• _PROBLEM TO WORK ON_
Could you reproduce, from the records below, everything from the line with "filename crates/meltdown-core/src/core.rs" down to the line with "use crate::math::Vec3;", keeping both of those lines and changing nothing?

• _DATA PROVIDED_
= = =

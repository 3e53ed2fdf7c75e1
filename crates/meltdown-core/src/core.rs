//! The reactor core aggregate and its fixed-timestep tick.
//!
//! `ReactorCore` owns every piece of mutable simulation state — neutron
//! pool, rod lattice, control-rod scalar, thermal/demand model — and is
//! driven by an external fixed-rate caller invoking [`ReactorCore::tick`].
//! It never blocks and never fails mid-tick; presentation layers read
//! state between ticks.

use rand::{rngs::StdRng, Rng, SeedableRng};
use serde::{Deserialize, Serialize};

use crate::constants;
use crate::error::{Error, Result};
use crate::grid::{RodGrid, RodKind};
use crate::input::RodCommand;
use crate::math::Vec3;
use crate::pool::NeutronPool;
use crate::state::{GamePhase, PlantEvent, PlantState};

/// All tuning values, fixed at construction.
#[derive(Debug, Clone, Serialize, Deserialize)]
pub struct CoreConfig {
    /// Expected external tick rate [Hz]; per-second rates are scaled by it.
    pub tick_rate: f64,
    pub core_radius: f64,
    pub core_height: f64,
    pub rod_radius: f64,
    pub rod_spacing: f64,
    /// Control-rod travel speed [units/s].
    pub control_rod_speed: f64,
    pub max_neutrons: usize,
    /// Probability that a fuel-rod hit induces fission.
    pub fission_probability: f64,
    pub fuel_rod_heat: f64,
    pub control_rod_heat: f64,
    /// Fraction of excess heat removed per tick at the reference rate.
    pub cooling_rate: f64,
    pub ambient_temp: f64,
    pub starting_heat: f64,
    pub failure_temp: f64,
    /// Per-degree-of-excess explosion probability coefficient.
    pub explosion_probability: f64,
    pub demand_change_rate: f64,
    pub min_demand: f64,
    pub max_demand: f64,
    /// Neutron speed sample range [units/s].
    pub neutron_speed_min: f64,
    pub neutron_speed_max: f64,
    /// Mean startup-source emission rate [neutrons/s].
    pub startup_emission_rate: f64,
}

impl Default for CoreConfig {
    fn default() -> Self {
        Self {
            tick_rate: constants::TICKS_PER_SECOND,
            core_radius: constants::CORE_RADIUS,
            core_height: constants::CORE_HEIGHT,
            rod_radius: constants::ROD_RADIUS,
            rod_spacing: constants::ROD_SPACING,
            control_rod_speed: constants::CONTROL_ROD_SPEED,
            max_neutrons: constants::MAX_NEUTRONS,
            fission_probability: constants::P_NEUTRON,
            fuel_rod_heat: constants::FUEL_ROD_HEAT,
            control_rod_heat: constants::CONTROL_ROD_HEAT,
            cooling_rate: constants::COOLING_RATE,
            ambient_temp: constants::AMBIENT_TEMP,
            starting_heat: constants::STARTING_HEAT,
            failure_temp: constants::FAILURE_TEMP,
            explosion_probability: constants::PROB_GAME_OVER,
            demand_change_rate: constants::DEMAND_CHANGE_RATE,
            min_demand: constants::MIN_DEMAND,
            max_demand: constants::MAX_DEMAND,
            neutron_speed_min: constants::NEUTRON_SPEED_MIN,
            neutron_speed_max: constants::NEUTRON_SPEED_MAX,
            startup_emission_rate: constants::STARTUP_EMISSION_RATE,
        }
    }
}

impl CoreConfig {
    fn validate(&self) -> Result<()> {
        fn positive(name: &str, v: f64) -> Result<()> {
            if v.is_finite() && v > 0.0 {
                Ok(())
            } else {
                Err(Error::InvalidConfig(format!("{name} must be finite and > 0, got {v}")))
            }
        }
        fn probability(name: &str, v: f64) -> Result<()> {
            if v.is_finite() && (0.0..=1.0).contains(&v) {
                Ok(())
            } else {
                Err(Error::InvalidConfig(format!("{name} must be in [0, 1], got {v}")))
            }
        }

        positive("tick_rate", self.tick_rate)?;
        positive("core_radius", self.core_radius)?;
        positive("core_height", self.core_height)?;
        positive("rod_radius", self.rod_radius)?;
        positive("rod_spacing", self.rod_spacing)?;
        probability("fission_probability", self.fission_probability)?;
        if self.max_neutrons == 0 {
            return Err(Error::InvalidConfig("max_neutrons must be > 0".into()));
        }
        if self.min_demand >= self.max_demand {
            return Err(Error::InvalidConfig(format!(
                "min_demand ({}) must be below max_demand ({})",
                self.min_demand, self.max_demand
            )));
        }
        if self.neutron_speed_min >= self.neutron_speed_max {
            return Err(Error::InvalidConfig(
                "neutron_speed_min must be below neutron_speed_max".into(),
            ));
        }
        if !self.cooling_rate.is_finite() || self.cooling_rate < 0.0 {
            return Err(Error::InvalidConfig("cooling_rate must be finite and >= 0".into()));
        }
        Ok(())
    }
}

/// Read-only scalar view of the core, for rendering and telemetry.
/// Live neutron positions are exposed separately via
/// [`ReactorCore::neutron_positions`] to avoid per-frame allocation.
#[derive(Debug, Clone, Serialize, Deserialize)]
pub struct CoreSnapshot {
    pub core_temp: f64,
    pub demanded_heat: f64,
    pub control_rod_pos_y: f64,
    pub is_game_started: bool,
    pub is_game_over: bool,
    pub is_nuke_exploded: bool,
    pub is_power_outage: bool,
    pub neutron_count: usize,
    pub dropped_neutrons: u64,
}

/// The simulation core. See the module docs for the ownership model.
#[derive(Debug)]
pub struct ReactorCore {
    config: CoreConfig,
    grid: RodGrid,
    pool: NeutronPool,
    state: PlantState,
    /// How far up from the bottom the control rods are withdrawn;
    /// neutrons at or above this height can be absorbed.
    control_rod_pos_y: f64,
    rod_command: RodCommand,
    startup_active: bool,
    rng: StdRng,
}

impl ReactorCore {
    /// Build a core with an entropy-seeded RNG.
    pub fn new(config: CoreConfig) -> Result<Self> {
        Self::with_rng(config, StdRng::from_entropy())
    }

    /// Build a core with a fixed seed, for reproducible runs and tests.
    pub fn seeded(config: CoreConfig, seed: u64) -> Result<Self> {
        Self::with_rng(config, StdRng::seed_from_u64(seed))
    }

    fn with_rng(config: CoreConfig, rng: StdRng) -> Result<Self> {
        config.validate()?;
        let grid = RodGrid::new(config.rod_spacing, config.rod_radius);
        let pool = NeutronPool::new(config.max_neutrons);
        let state = PlantState::new(&config);
        Ok(Self {
            config,
            grid,
            pool,
            state,
            control_rod_pos_y: 0.0,
            rod_command: RodCommand::Hold,
            startup_active: false,
            rng,
        })
    }

    // ── Inbound commands ────────────────────────────────────────────────

    pub fn set_rod_command(&mut self, command: RodCommand) {
        self.rod_command = command;
    }

    /// While active (and the game has not started), the manual neutron
    /// source emits into the core edge.
    pub fn set_startup_active(&mut self, active: bool) {
        self.startup_active = active;
    }

    /// Insert a neutron directly. Exceeding pool capacity drops the
    /// neutron silently; a frozen (exploded) core ignores the call.
    /// Returns whether a neutron was actually created.
    pub fn inject_neutron(&mut self, position: Vec3, velocity: Vec3) -> bool {
        if self.state.is_exploded() {
            return false;
        }
        match self.pool.allocate(position, velocity) {
            Ok(_) => true,
            Err(_) => {
                log::debug!("neutron pool exhausted, emission dropped");
                false
            }
        }
    }

    /// Add heat directly to the core, bypassing neutron transport.
    pub fn increment_temperature(&mut self, amount: f64) {
        self.state.increment_temperature(amount);
    }

    // ── Tick ────────────────────────────────────────────────────────────

    /// Advance the simulation one fixed timestep.
    ///
    /// Order matters and is part of the contract: trigger evaluation,
    /// then the demand walk, then neutron/rod physics, then cooling.
    /// Later phases read flags set by earlier ones. After an explosion
    /// the physics state is frozen; only the demand decay keeps running.
    pub fn tick(&mut self) {
        self.state.evaluate_triggers(&self.config, &mut self.rng);
        self.state.demand_tick(&self.config, &mut self.rng);
        if !self.state.is_exploded() {
            self.physics_tick();
        }
        self.state.cooling_tick(&self.config);
    }

    fn physics_tick(&mut self) {
        // Manual neutron source, only before the reactor has started up.
        if !self.state.is_game_started() && self.startup_active {
            let p = self.config.startup_emission_rate / self.config.tick_rate;
            if self.rng.gen::<f64>() < p {
                self.emit_startup_neutron();
            }
        }

        self.move_control_rods();
        self.transport_neutrons();
    }

    fn move_control_rods(&mut self) {
        let dir = self.rod_command.direction();
        if dir == 0.0 {
            return;
        }
        let step = self.config.control_rod_speed / self.config.tick_rate;
        self.control_rod_pos_y =
            (self.control_rod_pos_y + dir * step).clamp(0.0, self.config.core_height);
    }

    /// Advance every active neutron and resolve boundary exits, fuel-rod
    /// fission and control-rod absorption.
    ///
    /// Removal swaps the last active slot into the current index, so the
    /// loop re-tests the same index after a removal instead of
    /// advancing. Children spawned by fission are appended to the active
    /// range and therefore take their first transport step within the
    /// same pass.
    fn transport_neutrons(&mut self) {
        let rod_radius = self.grid.radius();
        let mut i = 0;
        while i < self.pool.active_count() {
            let p = self.pool.advance(i);

            // Boundary exit: escape, not absorption — no heat.
            if p.y < 0.0 || p.y > self.config.core_height || p.radial_xz() > self.config.core_radius
            {
                self.pool.release(i);
                continue;
            }

            // Fuel rods are tested before control rods; first found in
            // lattice order wins.
            let mut fuel_hit = None;
            for rod in self.grid.cells_of_kind(RodKind::Fuel) {
                if (p.x - rod.x).hypot(p.z - rod.z) < rod_radius {
                    fuel_hit = Some((rod.x, rod.z));
                    break;
                }
            }
            if let Some((rx, rz)) = fuel_hit {
                self.state.increment_temperature(self.config.fuel_rod_heat);
                self.pool.release(i);
                if self.rng.gen::<f64>() < self.config.fission_probability {
                    self.spawn_fission_children(rx, rz, p.y);
                }
                continue;
            }

            // Control rods absorb only above the insertion height;
            // neutrons below it pass through unobstructed.
            if p.y >= self.control_rod_pos_y {
                let mut absorbed = false;
                for rod in self.grid.cells_of_kind(RodKind::Control) {
                    if (p.x - rod.x).hypot(p.z - rod.z) < rod_radius {
                        absorbed = true;
                        break;
                    }
                }
                if absorbed {
                    self.state.increment_temperature(self.config.control_rod_heat);
                    self.pool.release(i);
                    continue;
                }
            }

            i += 1;
        }
    }

    /// Induced fission: three children leave the hit rod at the impact
    /// height, in randomized outward directions.
    fn spawn_fission_children(&mut self, rod_x: f64, rod_z: f64, y: f64) {
        let rod_radius = self.grid.radius();
        for _ in 0..constants::FISSION_YIELD {
            let angle = self.rng.gen::<f64>() * std::f64::consts::TAU;
            let dir = Vec3::new(angle.cos(), self.rng.gen_range(-1.0..1.0), angle.sin());
            let position = Vec3::new(
                rod_x + dir.x * rod_radius * 1.01,
                y,
                rod_z + dir.z * rod_radius * 1.01,
            );
            self.emit(position, dir);
        }
    }

    fn emit_startup_neutron(&mut self) {
        let position = Vec3::new(
            self.config.core_radius - 0.001,
            self.config.core_height / 2.0,
            0.0,
        );
        let dir = Vec3::new(
            -1.0,
            self.rng.gen_range(-1.0..1.0),
            self.rng.gen_range(-1.0..1.0),
        );
        self.emit(position, dir);
    }

    /// Normalize `dir`, scale by a sampled speed, and allocate. Pool
    /// exhaustion drops the neutron silently (counted by the pool).
    fn emit(&mut self, position: Vec3, dir: Vec3) {
        let speed = self
            .rng
            .gen_range(self.config.neutron_speed_min..self.config.neutron_speed_max)
            / self.config.tick_rate;
        let velocity = dir.normalize() * speed;
        if self.pool.allocate(position, velocity).is_err() {
            log::debug!("neutron pool exhausted, emission dropped");
        }
    }

    // ── Outbound readable state ─────────────────────────────────────────

    pub fn config(&self) -> &CoreConfig {
        &self.config
    }

    pub fn grid(&self) -> &RodGrid {
        &self.grid
    }

    pub fn core_temp(&self) -> f64 {
        self.state.core_temp()
    }

    pub fn demanded_heat(&self) -> f64 {
        self.state.demanded_heat()
    }

    /// Control-rod insertion scalar, in `[0, core_height]`.
    pub fn control_rod_pos_y(&self) -> f64 {
        self.control_rod_pos_y
    }

    pub fn phase(&self) -> GamePhase {
        self.state.phase()
    }

    pub fn is_game_started(&self) -> bool {
        self.state.is_game_started()
    }

    pub fn is_game_over(&self) -> bool {
        self.state.is_game_over()
    }

    pub fn is_nuke_exploded(&self) -> bool {
        self.state.is_exploded()
    }

    pub fn is_power_outage(&self) -> bool {
        self.state.is_power_outage()
    }

    pub fn neutron_count(&self) -> usize {
        self.pool.active_count()
    }

    /// Live neutron positions, valid until the next mutation.
    pub fn neutron_positions(&self) -> &[Vec3] {
        self.pool.active_positions()
    }

    /// Emissions dropped because the pool was full.
    pub fn dropped_neutrons(&self) -> u64 {
        self.pool.dropped_count()
    }

    /// Take the transition events emitted since the last drain.
    pub fn drain_events(&mut self) -> Vec<PlantEvent> {
        self.state.drain_events()
    }

    pub fn snapshot(&self) -> CoreSnapshot {
        CoreSnapshot {
            core_temp: self.core_temp(),
            demanded_heat: self.demanded_heat(),
            control_rod_pos_y: self.control_rod_pos_y,
            is_game_started: self.is_game_started(),
            is_game_over: self.is_game_over(),
            is_nuke_exploded: self.is_nuke_exploded(),
            is_power_outage: self.is_power_outage(),
            neutron_count: self.neutron_count(),
            dropped_neutrons: self.dropped_neutrons(),
        }
    }
}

= = =

• _SOLVED PROBLEM_
filename crates/meltdown-core/src/core.rs
//! The reactor core aggregate and its fixed-timestep tick.
//!
//! `ReactorCore` owns every piece of mutable simulation state — neutron
//! pool, rod lattice, control-rod scalar, thermal/demand model — and is
//! driven by an external fixed-rate caller invoking [`ReactorCore::tick`].
//! It never blocks and never fails mid-tick; presentation layers read
//! state between ticks.

use rand::{rngs::StdRng, Rng, SeedableRng};
use serde::{Deserialize, Serialize};

use crate::constants;
use crate::error::{Error, Result};
use crate::grid::{RodGrid, RodKind};
use crate::input::RodCommand;
use crate::math::Vec3;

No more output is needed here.